--- WORK ITEM ---
Transcribe exactly each line of the entries, from the opening line to the line with "use std::sync::Arc;", with both of those lines included.

---------- SUPPLIED DATA

//! Job repository implementation.
//!
//! `job_queue` is the durable scheduler behind self-rescheduling jobs: a
//! successor is an ordinary row whose `run_at` may lie in the future, and
//! workers only claim rows that are due.

use std::sync::Arc;
use std::time::Duration;

use async_trait::async_trait;
use chrono::Utc;
use serde_json::Value as JsonValue;
use sqlx::{postgres::PgRow, Pool, Postgres, Row};
use tokio::sync::Notify;
use tracing::debug;
use uuid::Uuid;

use versebank_core::{
    defaults, new_v7, Error, Job, JobRepository, JobStatus, JobType, QueueStats, Result,
};

const JOB_COLUMNS: &str = "id, job_type::text, status::text, priority, payload, result, \
                           error_message, progress_percent, progress_message, retry_count, \
                           max_retries, run_at, created_at, started_at, completed_at";

/// PostgreSQL implementation of JobRepository.
#[derive(Clone)]
pub struct PgJobRepository {
    pool: Pool<Postgres>,
    /// Wakes idle workers as soon as a job is queued.
    notify: Arc<Notify>,
}

impl PgJobRepository {
    pub fn new(pool: Pool<Postgres>) -> Self {
        Self {
            pool,
            notify: Arc::new(Notify::new()),
        }
    }

    /// Create a PgJobRepository sharing an existing notify handle.
    pub fn with_notify(pool: Pool<Postgres>, notify: Arc<Notify>) -> Self {
        Self { pool, notify }
    }

    /// Handle notified on every successful enqueue.
    pub fn job_notify(&self) -> Arc<Notify> {
        self.notify.clone()
    }

    fn parse_job_row(row: PgRow) -> Result<Job> {
        let job_type: String = row.get("job_type");
        let status: String = row.get("status");

        Ok(Job {
            id: row.get("id"),
            job_type: JobType::parse(&job_type)
                .ok_or_else(|| Error::Job(format!("Unknown job type: {}", job_type)))?,
            status: JobStatus::parse(&status)
                .ok_or_else(|| Error::Job(format!("Unknown job status: {}", status)))?,
            priority: row.get("priority"),
            payload: row.get("payload"),
            result: row.get("result"),
            error_message: row.get("error_message"),
            progress_percent: row.get("progress_percent"),
            progress_message: row.get("progress_message"),
            retry_count: row.get("retry_count"),
            max_retries: row.get("max_retries"),
            run_at: row.get("run_at"),
            created_at: row.get("created_at"),
            started_at: row.get("started_at"),
            completed_at: row.get("completed_at"),
        })
    }
}

#[async_trait]
impl JobRepository for PgJobRepository {
    async fn queue(
        &self,
        job_type: JobType,
        priority: i32,
        payload: Option<JsonValue>,
    ) -> Result<Uuid> {
        self.queue_after(Duration::ZERO, job_type, priority, payload)
            .await
    }

    async fn queue_after(
        &self,
        delay: Duration,
        job_type: JobType,
        priority: i32,
        payload: Option<JsonValue>,
    ) -> Result<Uuid> {
        let job_id = new_v7();
        let now = Utc::now();
        let delay = chrono::Duration::from_std(delay)
            .map_err(|e| Error::InvalidInput(format!("Invalid job delay: {}", e)))?;

        sqlx::query(
            "INSERT INTO job_queue (id, job_type, status, priority, payload, max_retries, run_at, created_at)
             VALUES ($1, $2::job_type, 'pending'::job_status, $3, $4, $5, $6, $7)",
        )
        .bind(job_id)
        .bind(job_type.as_str())
        .bind(priority)
        .bind(&payload)
        .bind(defaults::JOB_MAX_RETRIES)
        .bind(now + delay)
        .bind(now)
        .execute(&self.pool)
        .await
        .map_err(Error::Database)?;

        debug!(
            subsystem = "db",
            component = "jobs",
            op = "queue",
            job_id = %job_id,
            job_type = %job_type,
            delay_ms = delay.num_milliseconds(),
            "Job queued"
        );

        // Stores a permit when no worker is waiting yet.
        self.notify.notify_one();
        Ok(job_id)
    }

    async fn claim_next_for_types(&self, job_types: &[JobType]) -> Result<Option<Job>> {
        let now = Utc::now();
        let type_strings: Vec<&str> = job_types.iter().map(|jt| jt.as_str()).collect();

        // FOR UPDATE SKIP LOCKED lets several workers claim without blocking.
        // Empty array = claim any type.
        let row = sqlx::query(&format!(
            "UPDATE job_queue
             SET status = 'running'::job_status, started_at = $1
             WHERE id = (
                 SELECT id FROM job_queue
                 WHERE status = 'pending'::job_status
                   AND run_at <= $1
                   AND (cardinality($2::text[]) = 0 OR job_type::text = ANY($2))
                 ORDER BY priority DESC, run_at ASC, created_at ASC
                 LIMIT 1
                 FOR UPDATE SKIP LOCKED
             )
             RETURNING {JOB_COLUMNS}"
        ))
        .bind(now)
        .bind(&type_strings)
        .fetch_optional(&self.pool)
        .await
        .map_err(Error::Database)?;

        row.map(Self::parse_job_row).transpose()
    }

    async fn update_progress(
        &self,
        job_id: Uuid,
        percent: i32,
        message: Option<&str>,
    ) -> Result<()> {
        sqlx::query(
            "UPDATE job_queue SET progress_percent = $1, progress_message = $2
             WHERE id = $3 AND status = 'running'::job_status",
        )
        .bind(percent.clamp(0, 100))
        .bind(message)
        .bind(job_id)
        .execute(&self.pool)
        .await
        .map_err(Error::Database)?;
        Ok(())
    }

    async fn complete(&self, job_id: Uuid, result: Option<JsonValue>) -> Result<()> {
        let updated = sqlx::query(
            "UPDATE job_queue
             SET status = 'completed'::job_status, completed_at = $1, result = $2,
                 progress_percent = 100
             WHERE id = $3",
        )
        .bind(Utc::now())
        .bind(&result)
        .bind(job_id)
        .execute(&self.pool)
        .await
        .map_err(Error::Database)?;

        if updated.rows_affected() == 0 {
            return Err(Error::NotFound(format!("Job {}", job_id)));
        }
        Ok(())
    }

    async fn fail(&self, job_id: Uuid, error: &str) -> Result<()> {
        let now = Utc::now();

        let mut tx = self.pool.begin().await.map_err(Error::Database)?;

        let (retry_count, max_retries): (i32, i32) =
            sqlx::query_as("SELECT retry_count, max_retries FROM job_queue WHERE id = $1 FOR UPDATE")
                .bind(job_id)
                .fetch_optional(&mut *tx)
                .await
                .map_err(Error::Database)?
                .ok_or_else(|| Error::NotFound(format!("Job {}", job_id)))?;

        if retry_count < max_retries {
            sqlx::query(
                "UPDATE job_queue
                 SET status = 'pending'::job_status, retry_count = $1, error_message = $2,
                     started_at = NULL, progress_percent = 0, progress_message = NULL,
                     run_at = $3
                 WHERE id = $4",
            )
            .bind(retry_count + 1)
            .bind(error)
            .bind(now)
            .bind(job_id)
            .execute(&mut *tx)
            .await
            .map_err(Error::Database)?;
        } else {
            sqlx::query(
                "UPDATE job_queue
                 SET status = 'failed'::job_status, completed_at = $1, error_message = $2
                 WHERE id = $3",
            )
            .bind(now)
            .bind(error)
            .bind(job_id)
            .execute(&mut *tx)
            .await
            .map_err(Error::Database)?;
        }

        tx.commit().await.map_err(Error::Database)?;
        Ok(())
    }

    async fn get(&self, job_id: Uuid) -> Result<Option<Job>> {
        let row = sqlx::query(&format!("SELECT {JOB_COLUMNS} FROM job_queue WHERE id = $1"))
            .bind(job_id)
            .fetch_optional(&self.pool)
            .await
            .map_err(Error::Database)?;

        row.map(Self::parse_job_row).transpose()
    }

    async fn pending_count(&self) -> Result<i64> {
        let count: i64 = sqlx::query_scalar(
            "SELECT COUNT(*) FROM job_queue WHERE status = 'pending'::job_status",
        )
        .fetch_one(&self.pool)
        .await
        .map_err(Error::Database)?;
        Ok(count)
    }

    async fn list_recent(&self, limit: i64) -> Result<Vec<Job>> {
        let rows = sqlx::query(&format!(
            "SELECT {JOB_COLUMNS} FROM job_queue
             ORDER BY created_at DESC
             LIMIT $1"
        ))
        .bind(limit)
        .fetch_all(&self.pool)
        .await
        .map_err(Error::Database)?;

        rows.into_iter().map(Self::parse_job_row).collect()
    }

    async fn queue_stats(&self) -> Result<QueueStats> {
        let row = sqlx::query(
            "SELECT
                COUNT(*) FILTER (WHERE status = 'pending') as pending,
                COUNT(*) FILTER (WHERE status = 'running') as running,
                COUNT(*) FILTER (WHERE status = 'completed' AND completed_at > NOW() - INTERVAL '1 hour') as completed_last_hour,
                COUNT(*) FILTER (WHERE status = 'failed' AND completed_at > NOW() - INTERVAL '1 hour') as failed_last_hour,
                COUNT(*) as total
             FROM job_queue",
        )
        .fetch_one(&self.pool)
        .await
        .map_err(Error::Database)?;

        Ok(QueueStats {
            pending: row.get::<i64, _>("pending"),
            running: row.get::<i64, _>("running"),
            completed_last_hour: row.get::<i64, _>("completed_last_hour"),
            failed_last_hour: row.get::<i64, _>("failed_last_hour"),
            total: row.get::<i64, _>("total"),
        })
    }

    async fn cleanup(&self, older_than_days: i64) -> Result<i64> {
        let result = sqlx::query(
            "DELETE FROM job_queue
             WHERE status IN ('completed', 'failed')
               AND completed_at < NOW() - make_interval(days => $1::int)",
        )
        .bind(older_than_days)
        .execute(&self.pool)
        .await
        .map_err(Error::Database)?;

        Ok(result.rows_affected() as i64)
    }
}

--------------------

--- YOUR SOLUTION ---
//! Job repository implementation.
//!
//! `job_queue` is the durable scheduler behind self-rescheduling jobs: a
//! successor is an ordinary row whose `run_at` may lie in the future, and
//! workers only claim rows that are due.

use std::sync::Arc;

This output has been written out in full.